FIG. 2 shows a second embodiment, which differs from the embodiment according to FIG. They differ in their composition. For clarity, parts of the device have been omitted, namely the actuated exhaust valve 20 and the spring system associated with this valve. Therefore, in the cross-sectional view, the coupling portion 74 between the magnetic field 72 and the magnetic core 64 and the magnetic core 58 is shown.
can be better identified. In this embodiment, the flange 48 is connected to a sleeve-shaped adjustment member 54.
The adjusting member 54 slidably passes through the center of the magnetic core 58 and is connected to the ferromagnetic element 56 . Further, within the adjustment member 54, the guide shaft 38 is slidably guided.

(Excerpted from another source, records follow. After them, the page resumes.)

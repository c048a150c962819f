//! Error types for `masterclass-core`.
//!
//! A single enum covers the three ways a content request can fail: the
//! transport never reached the API, the API answered with a non-success
//! status, or the storage behind the API failed. Views treat them all the
//! same way, but logs keep them apart.

use masterclass_storage::StorageError;

/// Errors from fetching or saving the content document.
#[derive(Debug, thiserror::Error)]
pub enum ContentError {
    /// The request never reached the content API (connect, timeout, TLS).
    #[error("content API unreachable: {reason}")]
    Transport { reason: String },

    /// The content API answered with a non-success status.
    #[error("content API returned {status}: {message}")]
    Status { status: u16, message: String },

    /// The storage backend behind the content store failed.
    #[error("content storage error: {0}")]
    Storage(#[from] StorageError),

    /// Stored or received bytes were not a content document.
    #[error("failed to decode content document: {reason}")]
    Decode { reason: String },

    /// The document could not be serialized.
    #[error("failed to encode content document: {reason}")]
    Encode { reason: String },
}
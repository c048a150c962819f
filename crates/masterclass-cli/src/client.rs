//! HTTP client for the content API.
//!
//! [`ContentClient`] implements [`ContentSource`] against a remote server, so
//! the landing and admin views run unchanged in the terminal.

use std::time::Duration;

use anyhow::{Context, Result};
use async_trait::async_trait;
use serde::Deserialize;

use masterclass_core::document::ContentDocument;
use masterclass_core::error::ContentError;
use masterclass_core::source::ContentSource;

const REQUEST_TIMEOUT: Duration = Duration::from_secs(10);

pub struct ContentClient {
    http: reqwest::Client,
    url: String,
    token: Option<String>,
}

/// Error body the server sends with non-success statuses.
#[derive(Deserialize)]
struct ErrorBody {
    message: String,
}

impl ContentClient {
    pub fn new(addr: &str, prefix: &str, token: Option<String>) -> Result<Self> {
        let http = reqwest::Client::builder()
            .timeout(REQUEST_TIMEOUT)
            .build()
            .context("failed to build HTTP client")?;
        Ok(Self {
            http,
            url: content_url(addr, prefix),
            token,
        })
    }

    /// Full URL of the content document endpoint.
    pub fn url(&self) -> &str {
        &self.url
    }

    fn authorize(&self, req: reqwest::RequestBuilder) -> reqwest::RequestBuilder {
        match &self.token {
            Some(token) => req.bearer_auth(token),
            None => req,
        }
    }
}

#[async_trait]
impl ContentSource for ContentClient {
    async fn fetch_document(&self) -> Result<ContentDocument, ContentError> {
        let resp = self
            .authorize(self.http.get(&self.url))
            .send()
            .await
            .map_err(transport)?;
        let resp = check_status(resp).await?;
        resp.json::<ContentDocument>()
            .await
            .map_err(|e| ContentError::Decode {
                reason: e.to_string(),
            })
    }

    async fn save_document(&self, document: &ContentDocument) -> Result<(), ContentError> {
        let resp = self
            .authorize(self.http.post(&self.url))
            .json(document)
            .send()
            .await
            .map_err(transport)?;
        check_status(resp).await?;
        Ok(())
    }
}

fn transport(e: reqwest::Error) -> ContentError {
    ContentError::Transport {
        reason: e.to_string(),
    }
}

async fn check_status(resp: reqwest::Response) -> Result<reqwest::Response, ContentError> {
    let status = resp.status();
    if status.is_success() {
        return Ok(resp);
    }
    let body = resp.text().await.unwrap_or_default();
    let message = serde_json::from_str::<ErrorBody>(&body)
        .map(|b| b.message)
        .unwrap_or(body);
    Err(ContentError::Status {
        status: status.as_u16(),
        message,
    })
}

fn content_url(addr: &str, prefix: &str) -> String {
    let addr = addr.trim_end_matches('/');
    let prefix = prefix.trim().trim_matches('/');
    if prefix.is_empty() {
        format!("{addr}/masterclass-data")
    } else {
        format!("{addr}/{prefix}/masterclass-data")
    }
}
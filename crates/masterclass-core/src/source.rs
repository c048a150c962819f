//! The seam between views and wherever the content document lives.

use crate::document::ContentDocument;
use crate::error::ContentError;

/// Something that can fetch and replace the content document.
///
/// [`ContentStore`](crate::store::ContentStore) implements this over a
/// storage backend; the CLI implements it over HTTP. Views only ever see
/// this trait.
#[async_trait::async_trait]
pub trait ContentSource: Send + Sync {
    /// Fetch the current document, or the default document if none has been
    /// saved.
    ///
    /// # Errors
    ///
    /// Returns a [`ContentError`] if the document cannot be retrieved.
    async fn fetch_document(&self) -> Result<ContentDocument, ContentError>;

    /// Replace the stored document wholesale. Last write wins.
    ///
    /// # Errors
    ///
    /// Returns a [`ContentError`] if the document cannot be stored.
    async fn save_document(&self, document: &ContentDocument) -> Result<(), ContentError>;
}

Effects of the Invention As described above, in the electromagnetic control device for the switching element (gas exchange valve) of the present invention, the magnetic resistance section prevents the magnetic field from the adjustment magnet from affecting the adjacent switching electromagnet, and This means that the desired switching control of the switching element by the electromagnet can always be ensured.

[Brief explanation of the drawing]

FIG. 1 is a partial sectional view showing a first embodiment of the present invention, and FIG. 2 is a sectional view showing essential parts of the second embodiment of the invention. 20... Exhaust valve (switching element), 24... Valve stem, 32, 34, 42, 44... Coil spring, 38... Guide shaft, 46... Armature, 48
...Flange (support part), 56...Ferromagnetic element,
58...Magnetic core of adjustment magnet, 60...Coil of adjustment magnet, 62, 66...Coil of opening/closing (switching) magnet, 64, 68...Magnetic core of opening/closing (switching) magnet, 72... Between 〓(Magnetic resistance part), 74... Electron beam welding part.

Claims (1)

[Scope of Claims] 1 Switching elements 20, 24 movable between two opposing switching positions, and switching elements 20, 24 that are movable between two opposing switching positions; two switching electromagnets 62, 64, 66, 68 which are energized to alternately hold them in position; a guide shaft 38 which moves following the switching elements 20, 24; and a spring system 32, 34, 42, 44. An electromagnetic control device comprising adjustment magnets 58, 60 integrally constructed with one of the switching electromagnets 62, 64 to move the equilibrium point between the center position and the off-center position between the two switching positions. The magnetic core 64 of one switching electromagnet
An electromagnetic control device for a switching element, characterized in that the magnetic core 58 of the adjusting magnet and the magnetic core 58 of the adjusting magnet are magnetically separated from each other via a magnetic resistance section 72. 2 Adjustment magnet core 58 and switching magnet core 6
4. The electromagnetic control device according to claim 1, wherein materials of 4 and 68 are different. 3. The electromagnetic control device according to claim 2, wherein the magnetic cores 64, 68 of the switching magnets are made of a sintered material. 4. The electromagnetic control device according to any one of claims 1 to 3, wherein the magnetic core 64 of the one switching magnet is coupled to the magnetic core 58 of the adjusting magnet by electron beam welding. . 5. The electromagnetic control device according to any one of claims 1 to 4, wherein the material of the magnetic core 58 of the adjustment magnet is a sintered material. 6. The magnetic resistance section 72 connects the air between the magnetic core 58 of the adjustment magnet and the magnetic core 64 of the one switching electromagnet and/or
The electromagnetic control device according to any one of claims 1 to 5, characterized in that it is formed as a gap filled with a paramagnetic material.